According to a YouGov poll taken in March 2022, 64% of Americans want to stop changing the clocks twice a year, with a preference for permanent Daylight Saving Time (53%) over permanent Standard Time (32%). But permanent Daylight Saving Time would result in much later sunrises in the winter. In Colorado, the sunrise on Saturday, November 5, was 7:33 A.M., but will be at 6:34 A.M. on Sunday, November 6. Without the change back to standard time, sunrises would be after 8 A.M. in December and January. Those at more northern latitudes might not see the sun until after 9 A.M. in the winter.
The American Academy of Sleep Medicine has recommended adopting standard time over Daylight Saving Time because year-round standard time “aligns best with human circadian biology and provides distinct benefits for public health and safety.”

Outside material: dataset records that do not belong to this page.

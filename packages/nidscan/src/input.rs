//! Converts uploaded image payloads into recognizer input.
use base64::engine::general_purpose::STANDARD;
use base64::Engine;
use nidscan_ocr::OcrInput;

use crate::error::InputError;

/// Decodes a base64 image, accepting either the bare payload or a
/// `data:<mime>;base64,<payload>` URL as produced by browser file readers.
/// Whitespace inside the payload (line-wrapped base64) is ignored.
pub fn decode_base64_image(encoded: &str) -> Result<OcrInput, InputError> {
    let encoded = encoded.trim();
    let payload = match encoded.strip_prefix("data:") {
        Some(rest) => {
            let (meta, payload) = rest
                .split_once(',')
                .ok_or_else(|| InputError::DataUrl("missing ',' separator".into()))?;
            if !meta.ends_with(";base64") {
                return Err(InputError::DataUrl(format!("not base64 encoded: data:{meta}")));
            }
            payload
        }
        None => encoded,
    };

    let compact: String = payload.chars().filter(|c| !c.is_whitespace()).collect();
    if compact.is_empty() {
        return Err(InputError::Empty);
    }
    let bytes = STANDARD.decode(compact.as_bytes())?;
    if bytes.is_empty() {
        return Err(InputError::Empty);
    }
    Ok(OcrInput::Bytes(bytes))
}

/// Wraps raw image bytes, rejecting an empty upload.
pub fn image_from_bytes(bytes: Vec<u8>) -> Result<OcrInput, InputError> {
    if bytes.is_empty() {
        return Err(InputError::Empty);
    }
    Ok(OcrInput::Bytes(bytes))
}
//! Wardrobe items: catalogue reads, CRUD, favourites, image upload and search.

use super::{require, StyleSync};
use crate::record::RecordFilter;
use base64::engine::general_purpose::STANDARD;
use base64::Engine;
use chrono::Utc;
use ss_core::error::Result;
use ss_core::models::{ImageUpload, Item, ItemUpdate, NewItem};
use tracing::{info, warn};

pub struct ItemsApi<'a> {
    pub(super) app: &'a StyleSync,
}

impl ItemsApi<'_> {
    /// The owner's items, newest first, with their category attached.
    pub async fn list(&self, owner: &str) -> Vec<Item> {
        self.app.items.fetch(owner, &RecordFilter::All).await
    }

    pub async fn list_by_category(&self, owner: &str, category_id: &str) -> Vec<Item> {
        self.app.items.fetch(owner, &RecordFilter::Category(category_id.to_string())).await
    }

    pub async fn list_favorites(&self, owner: &str) -> Vec<Item> {
        self.app.items.fetch(owner, &RecordFilter::Favorites).await
    }

    /// Creates an item. Falls back to a local record when the backend is
    /// unreachable.
    pub async fn create(&self, owner: &str, draft: NewItem) -> Result<Item> {
        require("name", &draft.name)?;
        require("category", draft.category_id.as_deref().unwrap_or_default())?;
        self.app.items.create(owner, serde_json::to_value(&draft)?).await
    }

    pub async fn update(&self, owner: &str, id: &str, patch: ItemUpdate) -> Result<Item> {
        self.app.update_owned(owner, id, &patch).await
    }

    pub async fn set_favorite(&self, owner: &str, id: &str, favorite: bool) -> Result<Item> {
        self.update(owner, id, ItemUpdate { is_favorite: Some(favorite), ..Default::default() }).await
    }

    pub async fn delete(&self, owner: &str, id: &str) -> Result<()> {
        self.app.delete_owned::<Item>(owner, id).await
    }

    /// Stores an item photo and returns the URL to save on the item.
    ///
    /// When the items bucket is missing, or the upload fails, the image is
    /// returned inline as a `data:` URI instead.
    pub async fn upload_image(&self, owner: &str, upload: ImageUpload) -> String {
        let bucket = &self.app.options.items_bucket;
        let mime = content_type(&upload);

        match self.app.ports.objects.list_buckets().await {
            Ok(buckets) if buckets.iter().any(|b| b == bucket) => {}
            Ok(_) => {
                warn!(bucket = %bucket, "Storage bucket missing, embedding image inline");
                return data_uri(&mime, &upload.data);
            }
            Err(e) => {
                warn!(bucket = %bucket, error = %format!("{e:#}"), "Could not list storage buckets, embedding image inline");
                return data_uri(&mime, &upload.data);
            }
        }

        let path = format!("items/{}-{}.{}", owner, Utc::now().timestamp_millis(), upload.extension());
        match self.app.ports.objects.upload(bucket, &path, upload.data.clone(), &mime).await {
            Ok(stored) => {
                info!(bucket = %bucket, path = %stored, "Item image uploaded");
                self.app.ports.objects.public_url(bucket, &stored)
            }
            Err(e) => {
                warn!(bucket = %bucket, error = %format!("{e:#}"), "Image upload failed, embedding image inline");
                data_uri(&mime, &upload.data)
            }
        }
    }

    /// Case-insensitive match of `query` against name, brand and colour,
    /// optionally narrowed to one category. A blank query matches everything.
    pub async fn search(&self, owner: &str, query: &str, category_id: Option<&str>) -> Vec<Item> {
        let items = match category_id {
            Some(category) => self.list_by_category(owner, category).await,
            None => self.list(owner).await,
        };
        let needle = query.trim().to_lowercase();
        if needle.is_empty() {
            return items;
        }
        items.into_iter().filter(|item| matches_query(item, &needle)).collect()
    }
}

fn matches_query(item: &Item, needle: &str) -> bool {
    [Some(&item.name), item.brand.as_ref(), item.color.as_ref()]
        .into_iter()
        .flatten()
        .any(|field| field.to_lowercase().contains(needle))
}

pub(crate) fn content_type(upload: &ImageUpload) -> String {
    upload
        .content_type
        .clone()
        .filter(|ct| !ct.trim().is_empty())
        .or_else(|| mime_guess::from_path(&upload.file_name).first().map(|m| m.to_string()))
        .unwrap_or_else(|| mime::APPLICATION_OCTET_STREAM.to_string())
}

pub(crate) fn data_uri(mime: &str, data: &[u8]) -> String {
    format!("data:{};base64,{}", mime, STANDARD.encode(data))
}
#[tokio::test]
async fn writes_to_another_users_rows_are_not_found() {
    let h = harness();
    let item = h.app.items().create("alice", new_item("Tee", "shirts")).await.unwrap();
    let event = h
        .app
        .events()
        .create(
            "alice",
            NewEvent {
                title: "Gala".into(),
                date: Utc::now().date_naive(),
                description: None,
                time: None,
                location: None,
                weather_condition: None,
                outfit_id: None,
            },
        )
        .await
        .unwrap();

    let err = assert_err!(h.app.items().delete("bob", &item.id).await);
    assert!(matches!(err, AppError::NotFound(entity, _) if entity == "Item"));
    let patch = ItemUpdate { name: Some("Mine now".into()), ..Default::default() };
    assert_err!(h.app.items().update("bob", &item.id, patch).await);
    assert_err!(h.app.events().delete("bob", &event.id).await);

    assert_eq!(h.app.items().list("alice").await[0].name, "Tee");
    assert_eq!(h.app.events().list("alice").await.len(), 1);
}

#[tokio::test]
async fn upload_without_bucket_inlines_image() {
    let h = harness_with(MemoryBackend::new(), Arc::new(ThreadRandom), FacadeOptions::default());

    let url = h.app.items().upload_image("u1", image("shirt.png")).await;

    assert!(url.starts_with("data:image/png;base64,"));
    assert_eq!(h.backend.upload_count(), 0);
}

#[tokio::test]
async fn upload_with_bucket_returns_public_url() {
    let h = harness();

    let url = h.app.items().upload_image("u1", image("shirt.png")).await;

    assert!(url.starts_with("memory://storage/items/items/u1-"), "{url}");
    assert!(url.ends_with(".png"));
    assert_eq!(h.backend.upload_count(), 1);
}

#[tokio::test]
async fn failed_upload_inlines_image() {
    let mut objects = MockObjectStore::new();
    objects.expect_list_buckets().returning(|| Ok(vec!["items".to_string()]));
    objects.expect_upload().times(1).returning(|_, _, _, _| Err(anyhow::anyhow!("payload too large")));
    let ports = Ports {
        rows: Arc::new(MemoryBackend::new()),
        objects: Arc::new(objects),
        auth: Arc::new(MockAuthProvider::new()),
        local: Arc::new(MemoryLocalStore::new()),
        random: Arc::new(ThreadRandom),
    };
    let app = StyleSync::new(ports, FacadeOptions::default());

    let url = app.items().upload_image("u1", image("coat.jpg")).await;
    assert!(url.starts_with("data:image/png;base64,"));
}

#[tokio::test]
async fn avatar_upload_errors_propagate() {
    let h = harness_with(MemoryBackend::new(), Arc::new(ThreadRandom), FacadeOptions::default());
    let err = assert_err!(h.app.users().upload_avatar("u1", image("me.png")).await);
    assert!(matches!(err, AppError::OperationFailed(_)));
}

#[tokio::test]
async fn search_matches_name_brand_and_colour() {
    let h = harness();
    let mut coat = new_item("Trench Coat", "outerwear");
    coat.brand = Some("Burberry".into());
    let mut tee = new_item("Tee", "shirts");
    tee.color = Some("Navy".into());
    h.app.items().create("u1", coat).await.unwrap();
    h.app.items().create("u1", tee).await.unwrap();

    assert_eq!(h.app.items().search("u1", "burb", None).await.len(), 1);
    assert_eq!(h.app.items().search("u1", "NAVY", None).await.len(), 1);
    assert_eq!(h.app.items().search("u1", "", Some("shirts")).await.len(), 1);
    assert!(h.app.items().search("u1", "navy", Some("outerwear")).await.is_empty());
}

#[tokio::test]
async fn random_outfit_takes_one_item_per_category() {
    let h = harness();
    for (name, cat) in [("A", "shirts"), ("B", "shirts"), ("C", "shirts"), ("D", "shoes"), ("E", "shoes")] {
        h.app.items().create("u1", new_item(name, cat)).await.unwrap();
    }
    let wardrobe = h.app.items().list("u1").await;

    let outfit = h.app.outfits().generate_random("u1", &[]).await.unwrap();

    assert!(outfit.items.len() <= 2);
    let cats: Vec<_> = outfit
        .items
        .iter()
        .map(|id| wardrobe.iter().find(|i| &i.id == id).unwrap().category_id.clone())
        .collect();
    assert!(cats.contains(&Some("shirts".into())));
    assert!(cats.contains(&Some("shoes".into())));
    assert!(outfit.name.starts_with("Random Outfit "));
    assert_eq!(outfit.description.as_deref(), Some("AI-generated random outfit"));
    assert!(!outfit.is_starred);
}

In Europe, a survey found that roughly 80 percent of 4.6 million surveyed were against Daylight Saving Time. In 2019, the European Union voted to end the annual time shifts, but that seems to have stalled for now.
Daylight saving time was adopted in the United States in 1942 as a wartime measure. In 1973, Congress made daylight saving time permanent for two years in an effort to reduce energy consumption, but beginning the day in the dark with the later winter sunrises was unpopular, and did not reduce energy consumption significantly. The experiment ended before the expiration of the two-year trial period.
“There are a broad variety of opinions about whether to keep the status quo, to move to a permanent time, and if so, what time that should be,” said U.S. House of Representatives Energy and Commerce Committee chair Frank Pallone. “We don't want to make a hasty change and then have it reversed several years later after public opinion turns against it—which is exactly what happened in the early 1970s.”
Daylight saving time is unpopular and may have adverse health consequences, but seems unlikely to change in the near term.